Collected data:

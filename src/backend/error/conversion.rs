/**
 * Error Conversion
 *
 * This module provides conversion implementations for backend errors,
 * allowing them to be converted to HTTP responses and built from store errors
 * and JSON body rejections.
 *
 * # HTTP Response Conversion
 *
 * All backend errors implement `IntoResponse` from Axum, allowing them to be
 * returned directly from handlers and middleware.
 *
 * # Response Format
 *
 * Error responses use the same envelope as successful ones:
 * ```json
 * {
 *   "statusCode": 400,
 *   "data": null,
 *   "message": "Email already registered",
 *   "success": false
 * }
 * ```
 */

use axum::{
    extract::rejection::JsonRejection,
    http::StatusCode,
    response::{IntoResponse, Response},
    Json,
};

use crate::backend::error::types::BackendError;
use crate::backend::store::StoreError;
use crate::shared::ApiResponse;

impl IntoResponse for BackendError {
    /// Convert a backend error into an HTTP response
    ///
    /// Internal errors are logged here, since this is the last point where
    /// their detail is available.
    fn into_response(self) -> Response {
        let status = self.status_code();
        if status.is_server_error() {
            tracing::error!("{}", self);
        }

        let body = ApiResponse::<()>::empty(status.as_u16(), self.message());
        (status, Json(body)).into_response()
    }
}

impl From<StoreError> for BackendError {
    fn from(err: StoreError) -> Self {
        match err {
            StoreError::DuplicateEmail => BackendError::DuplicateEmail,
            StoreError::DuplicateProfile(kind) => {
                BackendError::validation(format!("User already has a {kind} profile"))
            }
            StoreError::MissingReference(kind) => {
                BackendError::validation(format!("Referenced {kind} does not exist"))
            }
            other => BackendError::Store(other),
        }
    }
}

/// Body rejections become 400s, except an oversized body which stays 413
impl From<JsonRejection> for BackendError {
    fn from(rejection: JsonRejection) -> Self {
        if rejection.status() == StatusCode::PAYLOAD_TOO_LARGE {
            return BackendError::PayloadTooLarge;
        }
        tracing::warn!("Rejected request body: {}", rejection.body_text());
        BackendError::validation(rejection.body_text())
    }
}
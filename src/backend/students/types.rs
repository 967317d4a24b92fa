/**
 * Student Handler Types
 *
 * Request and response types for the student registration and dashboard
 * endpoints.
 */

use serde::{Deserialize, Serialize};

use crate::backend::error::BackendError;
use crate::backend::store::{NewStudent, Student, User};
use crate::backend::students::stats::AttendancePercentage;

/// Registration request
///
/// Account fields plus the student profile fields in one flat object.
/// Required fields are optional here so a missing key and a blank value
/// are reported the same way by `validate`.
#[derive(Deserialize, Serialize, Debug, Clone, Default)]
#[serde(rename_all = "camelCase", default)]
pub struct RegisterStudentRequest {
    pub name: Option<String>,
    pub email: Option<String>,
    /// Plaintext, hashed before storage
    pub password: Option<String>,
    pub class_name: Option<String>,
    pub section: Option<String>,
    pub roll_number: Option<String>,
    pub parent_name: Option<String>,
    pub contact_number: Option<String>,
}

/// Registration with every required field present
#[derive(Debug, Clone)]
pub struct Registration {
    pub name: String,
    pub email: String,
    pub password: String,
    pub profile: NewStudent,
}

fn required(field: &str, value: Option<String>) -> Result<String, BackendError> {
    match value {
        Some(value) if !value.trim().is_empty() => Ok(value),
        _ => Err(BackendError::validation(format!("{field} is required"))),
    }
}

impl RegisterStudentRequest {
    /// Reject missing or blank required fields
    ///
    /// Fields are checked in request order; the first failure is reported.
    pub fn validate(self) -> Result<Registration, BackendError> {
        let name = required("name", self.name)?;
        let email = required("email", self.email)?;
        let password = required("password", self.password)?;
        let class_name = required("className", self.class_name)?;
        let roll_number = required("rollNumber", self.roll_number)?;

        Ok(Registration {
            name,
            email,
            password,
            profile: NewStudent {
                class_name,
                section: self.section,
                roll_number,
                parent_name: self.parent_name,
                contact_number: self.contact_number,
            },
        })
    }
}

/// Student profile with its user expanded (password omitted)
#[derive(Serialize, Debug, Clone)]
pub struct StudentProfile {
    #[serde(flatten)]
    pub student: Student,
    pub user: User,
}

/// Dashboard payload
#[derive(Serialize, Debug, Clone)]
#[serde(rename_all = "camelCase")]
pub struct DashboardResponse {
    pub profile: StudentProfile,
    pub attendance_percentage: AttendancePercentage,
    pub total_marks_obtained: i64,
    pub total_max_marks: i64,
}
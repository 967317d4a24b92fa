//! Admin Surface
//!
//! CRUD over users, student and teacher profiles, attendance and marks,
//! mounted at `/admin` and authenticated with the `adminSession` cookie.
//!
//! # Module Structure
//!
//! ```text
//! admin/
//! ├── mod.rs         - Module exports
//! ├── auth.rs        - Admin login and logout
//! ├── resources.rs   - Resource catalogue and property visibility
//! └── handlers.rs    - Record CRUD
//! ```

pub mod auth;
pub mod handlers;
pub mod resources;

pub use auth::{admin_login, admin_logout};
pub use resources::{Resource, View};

▶ **What you will do**
Copy the entries word for word.

▶ **Task result**
filename src/backend/error/conversion.rs
/**
 * Error Conversion
 *
 * This module provides conversion implementations for backend errors,
 * allowing them to be converted to HTTP responses and built from store errors
 * and JSON body rejections.
 *
 * # HTTP Response Conversion
 *
 * All backend errors implement `IntoResponse` from Axum, allowing them to be
 * returned directly from handlers and middleware.
 *
 * # Response Format
 *
 * Error responses use the same envelope as successful ones:
 * ```json
 * {
 *   "statusCode": 400,
 *   "data": null,
 *   "message": "Email already registered",
 *   "success": false
 * }
 * ```
 */

use axum::{
    extract::rejection::JsonRejection,
    http::StatusCode,
    response::{IntoResponse, Response},
    Json,
};

use crate::backend::error::types::BackendError;
use crate::backend::store::StoreError;
use crate::shared::ApiResponse;

impl IntoResponse for BackendError {
    /// Convert a backend error into an HTTP response
    ///
    /// Internal errors are logged here, since this is the last point where
    /// their detail is available.
    fn into_response(self) -> Response {
        let status = self.status_code();
        if status.is_server_error() {
            tracing::error!("{}", self);
        }

        let body = ApiResponse::<()>::empty(status.as_u16(), self.message());
        (status, Json(body)).into_response()
    }
}

impl From<StoreError> for BackendError {
    fn from(err: StoreError) -> Self {
        match err {
            StoreError::DuplicateEmail => BackendError::DuplicateEmail,
            StoreError::DuplicateProfile(kind) => {
                BackendError::validation(format!("User already has a {kind} profile"))
            }
            StoreError::MissingReference(kind) => {
                BackendError::validation(format!("Referenced {kind} does not exist"))
            }
            other => BackendError::Store(other),
        }
    }
}

/// Body rejections become 400s, except an oversized body which stays 413
impl From<JsonRejection> for BackendError {
    fn from(rejection: JsonRejection) -> Self {
        if rejection.status() == StatusCode::PAYLOAD_TOO_LARGE {
            return BackendError::PayloadTooLarge;
        }
        tracing::warn!("Rejected request body: {}", rejection.body_text());
        BackendError::validation(rejection.body_text())
    }
}
filename src/backend/students/types.rs
repository 967317d4a24b92fa
/**
 * Student Handler Types
 *
 * Request and response types for the student registration and dashboard
 * endpoints.
 */

use serde::{Deserialize, Serialize};

use crate::backend::error::BackendError;
use crate::backend::store::{NewStudent, Student, User};
use crate::backend::students::stats::AttendancePercentage;

/// Registration request
///
/// Account fields plus the student profile fields in one flat object.
/// Required fields are optional here so a missing key and a blank value
/// are reported the same way by `validate`.
#[derive(Deserialize, Serialize, Debug, Clone, Default)]
#[serde(rename_all = "camelCase", default)]
pub struct RegisterStudentRequest {
    pub name: Option<String>,
    pub email: Option<String>,
    /// Plaintext, hashed before storage
    pub password: Option<String>,
    pub class_name: Option<String>,
    pub section: Option<String>,
    pub roll_number: Option<String>,
    pub parent_name: Option<String>,
    pub contact_number: Option<String>,
}

/// Registration with every required field present
#[derive(Debug, Clone)]
pub struct Registration {
    pub name: String,
    pub email: String,
    pub password: String,
    pub profile: NewStudent,
}

fn required(field: &str, value: Option<String>) -> Result<String, BackendError> {
    match value {
        Some(value) if !value.trim().is_empty() => Ok(value),
        _ => Err(BackendError::validation(format!("{field} is required"))),
    }
}

impl RegisterStudentRequest {
    /// Reject missing or blank required fields
    ///
    /// Fields are checked in request order; the first failure is reported.
    pub fn validate(self) -> Result<Registration, BackendError> {
        let name = required("name", self.name)?;
        let email = required("email", self.email)?;
        let password = required("password", self.password)?;
        let class_name = required("className", self.class_name)?;
        let roll_number = required("rollNumber", self.roll_number)?;

        Ok(Registration {
            name,
            email,
            password,
            profile: NewStudent {
                class_name,
                section: self.section,
                roll_number,
                parent_name: self.parent_name,
                contact_number: self.contact_number,
            },
        })
    }
}

/// Student profile with its user expanded (password omitted)
#[derive(Serialize, Debug, Clone)]
pub struct StudentProfile {
    #[serde(flatten)]
    pub student: Student,
    pub user: User,
}

/// Dashboard payload
#[derive(Serialize, Debug, Clone)]
#[serde(rename_all = "camelCase")]
pub struct DashboardResponse {
    pub profile: StudentProfile,
    pub attendance_percentage: AttendancePercentage,
    pub total_marks_obtained: i64,
    pub total_max_marks: i64,
}
repository 967317d4a24b92fa
//! Admin Surface
//!
//! CRUD over users, student and teacher profiles, attendance and marks,
//! mounted at `/admin` and authenticated with the `adminSession` cookie.
//!
//! # Module Structure
//!
//! ```text
//! admin/
//! ├── mod.rs         - Module exports
//! ├── auth.rs        - Admin login and logout
//! ├── resources.rs   - Resource catalogue and property visibility
//! └── handlers.rs    - Record CRUD
//! ```

pub mod auth;
pub mod handlers;
pub mod resources;

pub use auth::{admin_login, admin_logout};
pub use resources::{Resource, View};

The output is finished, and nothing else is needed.